エピジェネティクスによるゲノムの下克上により遺伝子が絶対的地位から陥落することになった

2018年08月24日 17時23分22秒 | 生命
 これまでの生物・医学分野は遺伝子が唯一・万能の決定要素であり、遺伝子が変わることのみで生体システムも変更されるとされてきた。新ダーウィン説によるところの遺伝子の突然変異と自然選択もこの考えに沿ったものだった。ところがエピジェネティクスではジャンクDNAと呼ばれたゲノムが、遺伝子やヒストンの修飾などで全体を制御することが明らかになった。

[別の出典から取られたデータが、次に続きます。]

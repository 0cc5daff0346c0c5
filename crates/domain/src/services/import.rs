//! Import planning: validation and phone dedupe.

use std::collections::HashSet;

use validator::Validate;

use crate::models::import::{DuplicateRow, InvalidRow};
use crate::models::lead::{ImportRow, NewLead};

/// Rows split into what to insert and what to report.
#[derive(Debug, Default)]
pub struct ImportPlan {
    /// `(row index, lead)` pairs to insert.
    pub accepted: Vec<(usize, NewLead)>,
    pub duplicates: Vec<DuplicateRow>,
    pub invalid: Vec<InvalidRow>,
}

fn describe(errors: &validator::ValidationErrors) -> String {
    let mut parts: Vec<String> = errors
        .field_errors()
        .iter()
        .map(|(field, errs)| {
            let detail = errs
                .iter()
                .filter_map(|e| e.message.as_ref().map(|m| m.to_string()))
                .collect::<Vec<_>>()
                .join(", ");
            if detail.is_empty() {
                format!("{} is invalid", field)
            } else {
                format!("{}: {}", field, detail)
            }
        })
        .collect();
    parts.sort();
    parts.join("; ")
}

/// Validates rows and removes duplicates.
///
/// `existing_phones` holds normalized phones already stored; `known_companies`
/// the ids a row may be pre-assigned to. With `check_duplicates` off, phones
/// are neither checked against the store nor within the batch.
pub fn plan_import(
    rows: &[ImportRow],
    existing_phones: &HashSet<String>,
    known_companies: &HashSet<i64>,
    check_duplicates: bool,
) -> ImportPlan {
    let mut plan = ImportPlan::default();
    let mut seen: HashSet<String> = HashSet::new();

    for (index, row) in rows.iter().enumerate() {
        if let Err(errors) = row.validate() {
            plan.invalid.push(InvalidRow {
                row: index,
                reason: describe(&errors),
            });
            continue;
        }

        let lead = NewLead::from(row);

        if let Some(company_id) = lead.company_id {
            if !known_companies.contains(&company_id) {
                plan.invalid.push(InvalidRow {
                    row: index,
                    reason: format!("company {} does not exist", company_id),
                });
                continue;
            }
        }

        if check_duplicates
            && (existing_phones.contains(&lead.phone) || !seen.insert(lead.phone.clone()))
        {
            plan.duplicates.push(DuplicateRow {
                row: index,
                phone: lead.phone,
            });
            continue;
        }

        plan.accepted.push((index, lead));
    }

    plan
}

/// Normalized phones of the rows, for the store lookup.
pub fn candidate_phones(rows: &[ImportRow]) -> Vec<String> {
    let mut phones: Vec<String> = rows
        .iter()
        .map(|r| shared::validation::normalize_phone(&r.phone))
        .filter(|p| !p.is_empty())
        .collect();
    phones.sort();
    phones.dedup();
    phones
}

#[cfg(test)]
mod tests {
    use super::*;

    fn row(name: &str, phone: &str) -> ImportRow {
        ImportRow {
            name: name.into(),
            phone: phone.into(),
            platform: None,
            company_id: None,
            quality: None,
            notes: None,
        }
    }

    fn companies() -> HashSet<i64> {
        [7].into_iter().collect()
    }

    #[test]
    fn test_existing_phone_is_duplicate() {
        let existing: HashSet<String> = ["+34600111222".to_string()].into_iter().collect();
        let rows = vec![row("Ana", "+34 600 111 222")];

        let plan = plan_import(&rows, &existing, &companies(), true);
        assert!(plan.accepted.is_empty());
        assert_eq!(
            plan.duplicates,
            vec![DuplicateRow {
                row: 0,
                phone: "+34600111222".into()
            }]
        );

        let plan = plan_import(&rows, &existing, &companies(), false);
        assert_eq!(plan.accepted.len(), 1);
        assert!(plan.duplicates.is_empty());
    }

    #[test]
    fn test_duplicates_within_batch() {
        let rows = vec![row("Ana", "600111222"), row("Ana bis", "600-111-222")];
        let plan = plan_import(&rows, &HashSet::new(), &companies(), true);
        assert_eq!(plan.accepted.len(), 1);
        assert_eq!(plan.accepted[0].0, 0);
        assert_eq!(plan.duplicates.len(), 1);
        assert_eq!(plan.duplicates[0].row, 1);
    }

    #[test]
    fn test_invalid_rows_do_not_abort_batch() {
        let rows = vec![row("", "600111222"), row("Luis", "600111333")];
        let plan = plan_import(&rows, &HashSet::new(), &companies(), true);
        assert_eq!(plan.invalid.len(), 1);
        assert_eq!(plan.invalid[0].row, 0);
        assert!(plan.invalid[0].reason.contains("name"));
        assert_eq!(plan.accepted.len(), 1);
    }

    #[test]
    fn test_unknown_company_is_invalid() {
        let mut r = row("Marta", "600111444");
        r.company_id = Some(99);
        let mut ok = row("Marta", "600111555");
        ok.company_id = Some(7);

        let plan = plan_import(&[r, ok], &HashSet::new(), &companies(), true);
        assert_eq!(plan.invalid.len(), 1);
        assert!(plan.invalid[0].reason.contains("99"));
        assert_eq!(plan.accepted[0].1.company_id, Some(7));
    }

    #[test]
    fn test_candidate_phones_are_normalized_and_unique() {
        let rows = vec![row("a", "600 111 222"), row("b", "600111222"), row("c", "+34 1")];
        assert_eq!(candidate_phones(&rows), vec!["+341", "600111222"]);
    }
}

 従来の遺伝子を構造遺伝子、構造遺伝子を制御するゲノムを制御遺伝子と名付けた研究者(ジャン・ドゥーシュ、進化する遺伝子概念より)も現れた。ここではこの呼び方を使おう。エピジェネティクス研究者の間では、構造遺伝子より制御遺伝子のほうが上であるとの主張がされているようである。これに関して、ネッサー・キャリーはどちらも重要なゲノムであるとお茶を濁している。

 僕は、制御するゲノム(制御遺伝子)と制御されるゲノム(構造遺伝子)では、制御するゲノム(制御遺伝子)が上位に位置すると考える。制御遺伝子から見て構造遺伝子はツールになるからだ。ゲノムの舞台では、制御遺伝子が主役に躍り出有る。おまけにピジェネティクスではラマルク説も一部よみがえる。

 ここで、新ダーウィン説は追い込まれてしまう。制御遺伝子は全く対象外だったからである。根本的な見直しを迫られているのだ。構造遺伝子が「遺伝子」として天上天下唯我独尊だった時代には、進化の仕組みが極めてシンプルだった。ところが、エピジェネティクスの世界は非常の3乗ぐらい複雑で足を踏み入れること自体も大変。

 実のところ、新ダーウィン説だけで進化を説明することには多くの疑問や矛盾があったわけで、さりとて反対意見を持つ研究者も大っぴらに発言もできなかった。

 そんな中で、ニック・レーンは「自ら取り組んでいる分野の中心に大きなブラックホール(何故生物がここまで進化したかがわからい)があることを気付いている生物学者はほぼいない」と書き、併せて突然変異や自然選択が高度に進化させる仕組みを持たないともしている。

 ま、エピジェネティクスの研究成果が急速に増加する状況で、まともな科学に返りつつあると言えるのではないか。